Could impact the attractiveness of growing investment opportunities over the longer term."

 

Thus far, the business environment has been able to absorb temporary disruptions from occasional communal tensions. However, a continued advancement of marginalisation policies and rhetoric will challenge India’s ability to stave off increasingly frequent riots and anti-government protests with occasional violent outbreaks, which could impact the attractiveness of growing investment opportunities over the longer term.

A friend in the west

On the global stage, with a third term and a strong economy behind him, Modi will be more assertive. This could take the form of India repositioning its priorities and visibility in strategic global alliances including the QUAD, BRICS and the UN Security Council, where it has previously followed the lead of its counterparts. India’s improving military, which still leaves it reliant on allies such as the US and Australia, will limit its ability to outrightly challenge western-led decisions.

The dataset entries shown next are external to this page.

//! Corpus Importer: locale files -> system entries.
//!
//! - [`CorpusImporter::import`] replaces every system entry of the corpus
//!   namespace with the file contents.
//! - [`CorpusImporter::merge`] inserts new keys and updates changed ones,
//!   never deleting.
//! - [`CorpusImporter::bulk_add`] inserts an ad-hoc batch, skipping keys that
//!   already exist.
//!
//! Reading the files is all-or-nothing: any unreadable file aborts before the
//! store is touched. After that, each item succeeds or fails on its own and
//! the outcome is reported in counts rather than as an error.

use crate::error::{Result, TranslationError};
use crate::i18n::corpus::LocaleCorpus;
use crate::i18n::entry::{EntryFilter, EntryPatch, NewEntry, TranslationEntry, DEFAULT_NAMESPACE};
use crate::i18n::registry::LocaleRegistry;
use crate::i18n::store::EntryStore;
use crate::i18n::tree::{flatten, merge_flat, FlatEntries, FlatTree};
use crate::i18n::validator::EntryValidator;
use futures::future::try_join_all;
use serde::Serialize;
use std::collections::HashSet;
use std::sync::atomic::{AtomicBool, Ordering};
use std::sync::Arc;
use tracing::{debug, info, warn};

/// Default number of rows per batched insert.
pub const DEFAULT_CHUNK_SIZE: usize = 25;

/// Shared flag that stops a long-running import between items.
#[derive(Debug, Clone, Default)]
pub struct Interrupt(Arc<AtomicBool>);

impl Interrupt {
    pub fn new() -> Self {
        Self::default()
    }

    /// Ask running operations to stop after the current item.
    pub fn raise(&self) {
        self.0.store(true, Ordering::SeqCst);
    }

    /// Whether a stop was requested.
    pub fn is_raised(&self) -> bool {
        self.0.load(Ordering::SeqCst)
    }
}

/// One item that could not be applied.
#[derive(Debug, Clone, PartialEq, Eq, Serialize)]
#[serde(rename_all = "camelCase")]
pub struct ItemFailure {
    pub key_path: String,
    pub locale: Option<String>,
    pub reason: String,
}

impl ItemFailure {
    fn new(key_path: &str, reason: impl ToString) -> Self {
        Self {
            key_path: key_path.to_string(),
            locale: None,
            reason: reason.to_string(),
        }
    }
}

/// Per-item outcome counts for import and merge.
#[derive(Debug, Clone, Default, PartialEq, Eq, Serialize)]
#[serde(rename_all = "camelCase")]
pub struct BatchReport {
    pub inserted: usize,
    pub updated: usize,
    pub skipped: usize,
    pub failed: Vec<ItemFailure>,
    pub total_processed: usize,
    /// Rows removed before a full import.
    pub deleted: u64,
    pub interrupted: bool,
}

impl BatchReport {
    /// Whether any item failed.
    pub fn has_failures(&self) -> bool {
        !self.failed.is_empty()
    }
}

/// Outcome of [`CorpusImporter::bulk_add`].
#[derive(Debug, Clone, Default, PartialEq, Eq, Serialize)]
#[serde(rename_all = "camelCase")]
pub struct BulkAddReport {
    pub inserted: Vec<TranslationEntry>,
    /// Key paths that already existed (in the store or earlier in the batch).
    pub skipped: Vec<String>,
    pub failed: Vec<ItemFailure>,
    /// Key paths left unattempted because the interrupt was raised.
    pub not_processed: Vec<String>,
    pub interrupted: bool,
}

pub struct CorpusImporter<'a> {
    store: &'a dyn EntryStore,
    corpus: &'a LocaleCorpus,
    registry: &'a LocaleRegistry,
    namespace: String,
    chunk_size: usize,
    interrupt: Interrupt,
}

impl<'a> CorpusImporter<'a> {
    pub fn new(
        store: &'a dyn EntryStore,
        corpus: &'a LocaleCorpus,
        registry: &'a LocaleRegistry,
    ) -> Self {
        Self {
            store,
            corpus,
            registry,
            namespace: DEFAULT_NAMESPACE.to_string(),
            chunk_size: DEFAULT_CHUNK_SIZE,
            interrupt: Interrupt::new(),
        }
    }

    pub fn with_namespace(mut self, namespace: impl Into<String>) -> Self {
        self.namespace = namespace.into();
        self
    }

    /// Rows per batched insert; zero is treated as one.
    pub fn with_chunk_size(mut self, chunk_size: usize) -> Self {
        self.chunk_size = chunk_size.max(1);
        self
    }

    pub fn with_interrupt(mut self, interrupt: Interrupt) -> Self {
        self.interrupt = interrupt;
        self
    }

    /// Read every enabled locale file and merge them per key.
    ///
    /// The canonical locale file must exist; other missing files are skipped.
    /// Files are read and flattened concurrently.
    pub async fn load_candidates(&self) -> Result<Vec<NewEntry>> {
        let canonical = self.registry.canonical().code.as_str();
        let reads = self.registry.codes().into_iter().map(|locale| async move {
            let tree = self.corpus.read_tree(locale).await?;
            Ok::<(&str, Option<FlatTree>), TranslationError>((
                locale,
                tree.map(|t| flatten(&t, locale)),
            ))
        });

        let mut merged = FlatEntries::new();
        for (locale, flat) in try_join_all(reads).await? {
            match flat {
                Some(flat) => {
                    debug!("Read {} keys for '{}'", flat.len(), locale);
                    merge_flat(&mut merged, locale, flat);
                }
                None if locale == canonical => {
                    return Err(TranslationError::CorpusIo {
                        locale: locale.to_string(),
                        path: self.corpus.path_for(locale).display().to_string(),
                        message: "required locale file is missing".to_string(),
                    });
                }
                None => warn!("No locale file for '{}', skipping", locale),
            }
        }

        Ok(merged
            .into_iter()
            .map(|(key_path, values)| {
                NewEntry::system(key_path, values).with_namespace(&self.namespace)
            })
            .collect())
    }

    /// Destructive import: drop the namespace's system entries, then insert
    /// the file contents in chunks.
    pub async fn import(&self) -> Result<BatchReport> {
        let candidates = self.load_candidates().await?;
        info!(
            "Importing {} keys into namespace '{}'",
            candidates.len(),
            self.namespace
        );

        let mut report = BatchReport {
            deleted: self
                .store
                .delete_where(&EntryFilter::system().namespace(&self.namespace))
                .await?,
            ..BatchReport::default()
        };
        info!("Removed {} existing system entries", report.deleted);

        for (index, chunk) in candidates.chunks(self.chunk_size).enumerate() {
            if self.interrupt.is_raised() {
                report.interrupted = true;
                break;
            }

            match self.store.insert_batch(chunk.to_vec()).await {
                Ok(rows) => {
                    report.inserted += rows.len();
                    report.total_processed += chunk.len();
                    debug!("Chunk {} inserted ({} rows)", index + 1, rows.len());
                }
                Err(e) => {
                    warn!("Chunk {} failed ({}), inserting rows individually", index + 1, e);
                    for entry in chunk {
                        if self.interrupt.is_raised() {
                            report.interrupted = true;
                            break;
                        }
                        report.total_processed += 1;
                        match self.store.insert(entry.clone()).await {
                            Ok(_) => report.inserted += 1,
                            Err(e) => {
                                warn!("Failed to insert '{}': {}", entry.key_path, e);
                                report.failed.push(ItemFailure::new(&entry.key_path, e));
                            }
                        }
                    }
                }
            }
        }

        info!(
            "Import finished: {} inserted, {} failed{}",
            report.inserted,
            report.failed.len(),
            if report.interrupted { " (interrupted)" } else { "" }
        );
        Ok(report)
    }

    /// Non-destructive merge: insert new keys, update changed ones, skip the rest.
    pub async fn merge(&self) -> Result<BatchReport> {
        let candidates = self.load_candidates().await?;
        info!(
            "Merging {} keys into namespace '{}'",
            candidates.len(),
            self.namespace
        );

        let mut report = BatchReport::default();
        for candidate in candidates {
            if self.interrupt.is_raised() {
                report.interrupted = true;
                break;
            }
            report.total_processed += 1;

            let existing = match self
                .store
                .find_one(None, &candidate.namespace, &candidate.key_path)
                .await
            {
                Ok(existing) => existing,
                Err(e) => {
                    warn!("Lookup failed for '{}': {}", candidate.key_path, e);
                    report.failed.push(ItemFailure::new(&candidate.key_path, e));
                    continue;
                }
            };

            match existing {
                None => {
                    let key_path = candidate.key_path.clone();
                    match self.store.insert(candidate).await {
                        Ok(_) => report.inserted += 1,
                        Err(e) if e.is_duplicate() => {
                            debug!("'{}' appeared concurrently, skipping", key_path);
                            report.skipped += 1;
                        }
                        Err(e) => {
                            warn!("Failed to insert '{}': {}", key_path, e);
                            report.failed.push(ItemFailure::new(&key_path, e));
                        }
                    }
                }
                Some(entry) if entry.values == candidate.values => report.skipped += 1,
                Some(entry) => {
                    match self
                        .store
                        .update(&entry.id, EntryPatch::values(candidate.values))
                        .await
                    {
                        Ok(_) => report.updated += 1,
                        Err(e) => {
                            warn!("Failed to update '{}': {}", entry.key_path, e);
                            report.failed.push(ItemFailure::new(&entry.key_path, e));
                        }
                    }
                }
            }
        }

        info!(
            "Merge finished: {} inserted, {} updated, {} unchanged, {} failed",
            report.inserted,
            report.updated,
            report.skipped,
            report.failed.len()
        );
        Ok(report)
    }

    /// Insert system entries one at a time, skipping keys that already exist.
    pub async fn bulk_add(&self, entries: Vec<NewEntry>) -> Result<BulkAddReport> {
        let mut seen: HashSet<(String, String)> = self
            .store
            .find(&EntryFilter::system())
            .await?
            .into_iter()
            .map(|e| (e.namespace, e.key_path))
            .collect();

        let canonical = self.registry.canonical().code.as_str();
        let mut report = BulkAddReport::default();

        let mut entries = entries.into_iter();
        while let Some(entry) = entries.next() {
            if self.interrupt.is_raised() {
                report.interrupted = true;
                report.not_processed = std::iter::once(entry)
                    .chain(entries.by_ref())
                    .map(|e| e.key_path)
                    .collect();
                break;
            }
            if entry.team_id.is_some() {
                report.failed.push(ItemFailure::new(
                    &entry.key_path,
                    "bulk add only accepts system entries",
                ));
                continue;
            }
            if let Err(e) = EntryValidator::validate_new(&entry, self.registry, Some(canonical))
                .into_result(&entry.key_path)
            {
                report.failed.push(ItemFailure::new(&entry.key_path, e));
                continue;
            }
            if !seen.insert((entry.namespace.clone(), entry.key_path.clone())) {
                report.skipped.push(entry.key_path);
                continue;
            }

            let key_path = entry.key_path.clone();
            match self.store.insert(entry).await {
                Ok(row) => report.inserted.push(row),
                Err(e) if e.is_duplicate() => report.skipped.push(key_path),
                Err(e) => {
                    warn!("Failed to add '{}': {}", key_path, e);
                    report.failed.push(ItemFailure::new(&key_path, e));
                }
            }
        }

        info!(
            "Bulk add finished: {} inserted, {} skipped, {} failed{}",
            report.inserted.len(),
            report.skipped.len(),
            report.failed.len(),
            if report.interrupted {
                format!(" (interrupted, {} not processed)", report.not_processed.len())
            } else {
                String::new()
            }
        );
        Ok(report)
    }
}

However, with the West seeking to forge stronger ties with India to counter Chinese influence in the Asia Pacific region, the US is not pressing India over indications of democratic backsliding and human rights violations. The US has further not commented on India’s domestic affairs, including the BJP’s crackdown on the opposition which has included the arrest of the Arvind Kejriwal, the chief Minister of New Delhi and head of the opposition Aam Admi Party, and the freezing of the INC’s bank accounts. Meanwhile, similar opposition sidelining measures by the ruling Awami League Party in Bangladesh were met with targeted US sanctions in January. The US has also downplayed allegations that the Indian government was connected to the killing of a Canadian-domiciled Sikh Separatist leader on Canadian soil and a plot to kill a US-domiciled member of the same separatist movement on US soil. The lack of international punitive action against the Indian government is a testament to Modi and India’s geopolitical importance.

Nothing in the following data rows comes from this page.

//! Resolution Engine: picks the winning entry for a lookup.
//!
//! Order, first match wins:
//! 1. the team's own entry, if it has a non-empty value for the locale
//! 2. the system entry, if it has a non-empty value for the locale
//! 3. nothing: the key path itself is returned as a visible marker
//!
//! Only the requested locale is consulted. Trying other locales is the
//! consumer's concern (see [`crate::i18n::LocaleRegistry::localize`]).

use crate::error::Result;
use crate::i18n::entry::TranslationEntry;
use crate::i18n::metrics::TranslationMetrics;
use crate::i18n::store::EntryStore;
use serde::Serialize;
use std::collections::BTreeMap;
use tracing::debug;

/// Where a resolved value came from.
#[derive(Debug, Clone, Copy, PartialEq, Eq, Hash, Serialize)]
#[serde(rename_all = "lowercase")]
pub enum Source {
    Team,
    System,
    None,
}

#[derive(Debug, Clone, PartialEq, Eq, Serialize)]
pub struct Resolution {
    pub source: Source,
    pub value: String,
    /// The winning entry. For `Source::None` this is the most specific entry
    /// that exists for the key (team, else system), if any.
    pub entry: Option<TranslationEntry>,
}

impl Resolution {
    /// True when neither scope had a value.
    pub fn is_missing(&self) -> bool {
        self.source == Source::None
    }
}

/// Pick between already-loaded team and system rows for one key.
///
/// This is the pure core of [`Resolver::resolve`]; listing operations use it
/// to resolve many keys without a store round trip per key.
pub fn pick(
    team_entry: Option<&TranslationEntry>,
    system_entry: Option<&TranslationEntry>,
    key_path: &str,
    locale: &str,
) -> Resolution {
    if let Some(entry) = team_entry {
        if let Some(value) = entry.value_for(locale) {
            return Resolution {
                source: Source::Team,
                value: value.to_string(),
                entry: Some(entry.clone()),
            };
        }
    }

    if let Some(entry) = system_entry {
        if let Some(value) = entry.value_for(locale) {
            return Resolution {
                source: Source::System,
                value: value.to_string(),
                entry: Some(entry.clone()),
            };
        }
    }

    Resolution {
        source: Source::None,
        value: key_path.to_string(),
        entry: team_entry.or(system_entry).cloned(),
    }
}

/// One key of a team's effective translation set.
#[derive(Debug, Clone, PartialEq, Eq, Serialize)]
#[serde(rename_all = "camelCase")]
pub struct ResolvedTranslation {
    pub namespace: String,
    pub key_path: String,
    pub source: Source,
    /// Value for the requested locale; `None` when unresolved or when no
    /// locale was requested.
    pub value: Option<String>,
    /// The winning entry, or the most specific candidate when unresolved.
    pub entry: TranslationEntry,
    /// False only when the system entry forbids overrides.
    pub is_overrideable: bool,
    /// Whether the team has its own row for this key.
    pub has_override: bool,
}

/// Resolve every key present at team or system scope.
///
/// With a locale, each key follows the same rules as [`pick`]. Without one,
/// the team row wins whenever it exists.
pub fn resolve_listing(
    system_entries: Vec<TranslationEntry>,
    team_entries: Vec<TranslationEntry>,
    locale: Option<&str>,
) -> Vec<ResolvedTranslation> {
    type Pair = (Option<TranslationEntry>, Option<TranslationEntry>);
    let mut keys: BTreeMap<(String, String), Pair> = BTreeMap::new();
    for entry in system_entries {
        let slot = keys
            .entry((entry.namespace.clone(), entry.key_path.clone()))
            .or_default();
        slot.1 = Some(entry);
    }
    for entry in team_entries {
        let slot = keys
            .entry((entry.namespace.clone(), entry.key_path.clone()))
            .or_default();
        slot.0 = Some(entry);
    }

    keys.into_iter()
        .filter_map(|((namespace, key_path), (team, system))| {
            let is_overrideable = system.as_ref().is_none_or(|s| s.is_overrideable);
            let has_override = team.is_some();

            let (source, value, entry) = match locale {
                Some(locale) => {
                    let resolution = pick(team.as_ref(), system.as_ref(), &key_path, locale);
                    let value = (!resolution.is_missing()).then_some(resolution.value);
                    (resolution.source, value, resolution.entry?)
                }
                None => match (team, system) {
                    (Some(team), _) => (Source::Team, None, team),
                    (None, Some(system)) => (Source::System, None, system),
                    (None, None) => return None,
                },
            };

            Some(ResolvedTranslation {
                namespace,
                key_path,
                source,
                value,
                entry,
                is_overrideable,
                has_override,
            })
        })
        .collect()
}

/// Store-backed resolver.
pub struct Resolver<'a> {
    store: &'a dyn EntryStore,
}

impl<'a> Resolver<'a> {
    /// A resolver reading from `store`.
    pub fn new(store: &'a dyn EntryStore) -> Self {
        Self { store }
    }

    /// Resolve `(team, namespace, key_path, locale)`.
    ///
    /// A missing translation is not an error; only store failures are.
    pub async fn resolve(
        &self,
        team_id: Option<&str>,
        namespace: &str,
        key_path: &str,
        locale: &str,
    ) -> Result<Resolution> {
        let team_entry = match team_id {
            Some(team) => self.store.find_one(Some(team), namespace, key_path).await?,
            None => None,
        };

        // Skip the system lookup when the team entry already answers.
        let resolution = match team_entry.as_ref() {
            Some(entry) if entry.value_for(locale).is_some() => {
                pick(Some(entry), None, key_path, locale)
            }
            _ => {
                let system_entry = self.store.find_one(None, namespace, key_path).await?;
                pick(team_entry.as_ref(), system_entry.as_ref(), key_path, locale)
            }
        };

        debug!(
            "Resolved {}:{} [{}] for {:?} from {:?}",
            namespace, key_path, locale, team_id, resolution.source
        );
        TranslationMetrics::global().record_resolution(resolution.source);

        Ok(resolution)
    }
}
//! Error taxonomy for translation operations.

use thiserror::Error;

/// Errors surfaced by the translation store, resolver and corpus tooling.
#[derive(Debug, Error)]
pub enum TranslationError {
    /// Required fields are missing or a required locale is absent.
    #[error("invalid translation '{key_path}': {}", reasons.join("; "))]
    Validation {
        key_path: String,
        reasons: Vec<String>,
    },

    /// At most one entry may exist per (team, namespace, key path).
    #[error(
        "translation '{namespace}:{key_path}' already exists for {}",
        scope_label(team_id.as_deref())
    )]
    DuplicateKey {
        team_id: Option<String>,
        namespace: String,
        key_path: String,
    },

    #[error("translation '{id}' not found")]
    NotFound { id: String },

    #[error("forbidden: {reason}")]
    Forbidden { reason: String },

    /// A locale file could not be read, parsed or written.
    #[error("locale file error for '{locale}' ({path}): {message}")]
    CorpusIo {
        locale: String,
        path: String,
        message: String,
    },

    #[error("store error: {0}")]
    Store(String),

    #[error("json error: {0}")]
    Json(#[from] serde_json::Error),
}

fn scope_label(team_id: Option<&str>) -> String {
    match team_id {
        Some(team) => format!("team '{}'", team),
        None => "system scope".to_string(),
    }
}

impl TranslationError {
    /// Build a `Forbidden` error.
    pub fn forbidden(reason: impl Into<String>) -> Self {
        Self::Forbidden {
            reason: reason.into(),
        }
    }

    /// Build a `NotFound` error for an entry id.
    pub fn not_found(id: impl Into<String>) -> Self {
        Self::NotFound { id: id.into() }
    }

    /// True for conflicts that merge-style callers treat as "already exists".
    pub fn is_duplicate(&self) -> bool {
        matches!(self, Self::DuplicateKey { .. })
    }
}

impl From<sqlx::Error> for TranslationError {
    fn from(err: sqlx::Error) -> Self {
        Self::Store(err.to_string())
    }
}

pub type Result<T> = std::result::Result<T, TranslationError>;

India’s regional peers show bark but little bite

An emboldened Hindu-nationalist agenda is unlikely to be received well by other countries in the sub-region – like Pakistan and Bangladesh – which are majority Muslim. This could see tensions brew within diplomatic relationships, but with unlikely ramifications for the BJP’s nationalist campaign as South Asian countries will be restrained in their critique of Modi as they continue to benefit from spillovers from India’s strong growth. However, the marginalisation of Muslim communities in India could increase the risk of extremist Islamist factions along India’s borders, raising the frequency of skirmishes or attacks.

Going forward

With minimal forces of resistance, Modi’s success at the polls may mean that the BJP’s nationalist agenda could continue unchecked. However, elections are ultimately won on bread-and-butter issues. India’s strong economic trajectory bodes well for the BJP’s electoral prospects in the current election cycle. But, with India facing a host of underlying issues, any failure to maintain economic prosperity or to limit the negative impacts of a growing nationalist agenda on the commercial environment risks undermining Modi’s prospects in future elections.